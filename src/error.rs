use std::io;
use std::path::PathBuf;

use thiserror::Error;

pub type Result<T> = std::result::Result<T, Error>;

/// Fatal failures of a pipeline run.
///
/// Per-line parse failures are not represented here, they are
/// [`crate::tokenizer::RecordError`] and are skipped and counted instead.
#[derive(Debug, Error)]
pub enum Error {
    #[error("failed to open '{}': {source}", path.display())]
    Open { path: PathBuf, source: io::Error },
    #[error("failed to read source: {0}")]
    Read(#[from] io::Error),
    #[error("failed to spawn worker thread: {0}")]
    Spawn(#[source] io::Error),
    #[error("configuration error: {0}")]
    Config(String),
    #[error("internal invariant violated: {0}")]
    Invariant(String),
    #[error("{0} panicked")]
    WorkerPanicked(&'static str),
}

#[cfg(test)]
mod tests {
    use super::*;
    use std::io::ErrorKind;

    #[test]
    fn test_spawn_failure_is_not_a_read_error() {
        let err = Error::Spawn(io::Error::new(ErrorKind::OutOfMemory, "no threads left"));
        assert_eq!(err.to_string(), "failed to spawn worker thread: no threads left");
        assert!(std::error::Error::source(&err).is_some());
    }

    #[test]
    fn test_io_conversion_means_read_failure() {
        let err: Error = io::Error::new(ErrorKind::UnexpectedEof, "truncated").into();
        assert!(matches!(err, Error::Read(_)));
        assert_eq!(err.to_string(), "failed to read source: truncated");
    }
}
use parking_lot::Mutex;
use rustc_hash::FxHashSet;

#[derive(Default)]
struct KeyLog {
    seen: FxHashSet<Box<str>>,
    order: Vec<String>,
}

/// Duplicate-free record of every key created in the aggregate store.
///
/// Registrations arrive concurrently from the ingestion workers, but only for
/// new keys, so a single lock is uncontended once the key set settles.
#[derive(Default)]
pub struct KeyRegistry {
    log: Mutex<KeyLog>,
}

impl KeyRegistry {
    pub fn new() -> Self {
        Self::default()
    }

    /// Returns `true` if `key` had not been registered before.
    pub fn register_if_new(&self, key: &str) -> bool {
        let mut log = self.log.lock();
        if log.seen.contains(key) {
            return false;
        }
        log.seen.insert(key.into());
        log.order.push(key.to_owned());
        true
    }

    pub fn len(&self) -> usize {
        self.log.lock().order.len()
    }

    pub fn is_empty(&self) -> bool {
        self.len() == 0
    }

    /// Takes every registered key in first-seen order.
    ///
    /// Only complete once all ingestion has finished; draining while workers
    /// are still running returns whatever was registered so far.
    pub fn drain(&self) -> Vec<String> {
        let mut log = self.log.lock();
        log.seen.clear();
        std::mem::take(&mut log.order)
    }
}
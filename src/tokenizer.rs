use std::str;

use memchr::memchr;
use thiserror::Error;

/// One decoded `key;value` line, borrowing its key from the chunk.
#[derive(Debug, Clone, Copy, PartialEq)]
pub struct Record<'a> {
    pub key: &'a str,
    pub value: f64,
}

#[derive(Debug, Clone, Copy, PartialEq, Eq)]
pub enum RecordErrorKind {
    MissingSeparator,
    InvalidValue,
    InvalidUtf8,
}

/// A line that could not be decoded. The tokenizer skips it and moves on.
#[derive(Debug, Clone, Error)]
#[error("{kind:?} in line '{line}'")]
pub struct RecordError {
    pub kind: RecordErrorKind,
    pub line: String,
}

impl RecordError {
    fn new(kind: RecordErrorKind, line: &[u8]) -> Self {
        Self {
            kind,
            line: String::from_utf8_lossy(line).into_owned(),
        }
    }
}

/// Lazy line-by-line decoder over one chunk.
///
/// Surrounding whitespace (including a `\r` before the terminator) is trimmed
/// and blank lines are skipped without being reported.
pub struct Tokenizer<'a> {
    rest: &'a [u8],
}

impl<'a> Tokenizer<'a> {
    pub fn new(chunk: &'a [u8]) -> Self {
        Self { rest: chunk }
    }

    fn next_line(&mut self) -> Option<&'a [u8]> {
        if self.rest.is_empty() {
            return None;
        }
        let line = match memchr(b'\n', self.rest) {
            Some(pos) => {
                let (line, tail) = self.rest.split_at(pos);
                self.rest = &tail[1..];
                line
            }
            None => std::mem::take(&mut self.rest),
        };
        Some(line)
    }
}

impl<'a> Iterator for Tokenizer<'a> {
    type Item = Result<Record<'a>, RecordError>;

    fn next(&mut self) -> Option<Self::Item> {
        loop {
            let line = self.next_line()?.trim_ascii();
            if line.is_empty() {
                continue;
            }
            return Some(parse_line(line));
        }
    }
}

/// Splits a trimmed line on its first `;` and parses the value.
pub fn parse_line(line: &[u8]) -> Result<Record<'_>, RecordError> {
    let Some(sep) = memchr(b';', line) else {
        return Err(RecordError::new(RecordErrorKind::MissingSeparator, line));
    };
    let (key, value) = (&line[..sep], &line[sep + 1..]);
    let key = str::from_utf8(key).map_err(|_| RecordError::new(RecordErrorKind::InvalidUtf8, line))?;
    let value = str::from_utf8(value)
        .ok()
        .and_then(|v| v.trim_ascii().parse::<f64>().ok())
        .filter(|v| v.is_finite())
        .ok_or_else(|| RecordError::new(RecordErrorKind::InvalidValue, line))?;
    Ok(Record { key, value })
}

-- Task directions --
Restate the data word for word. Begin at its first line, end at the line that contains "pub enum Error", and include both.

-- Answer --
filename src/error.rs
use std::io;
use std::path::PathBuf;

use thiserror::Error;

pub type Result<T> = std::result::Result<T, Error>;

/// Fatal failures of a pipeline run.
///
/// Per-line parse failures are not represented here, they are
/// [`crate::tokenizer::RecordError`] and are skipped and counted instead.
#[derive(Debug, Error)]
pub enum Error {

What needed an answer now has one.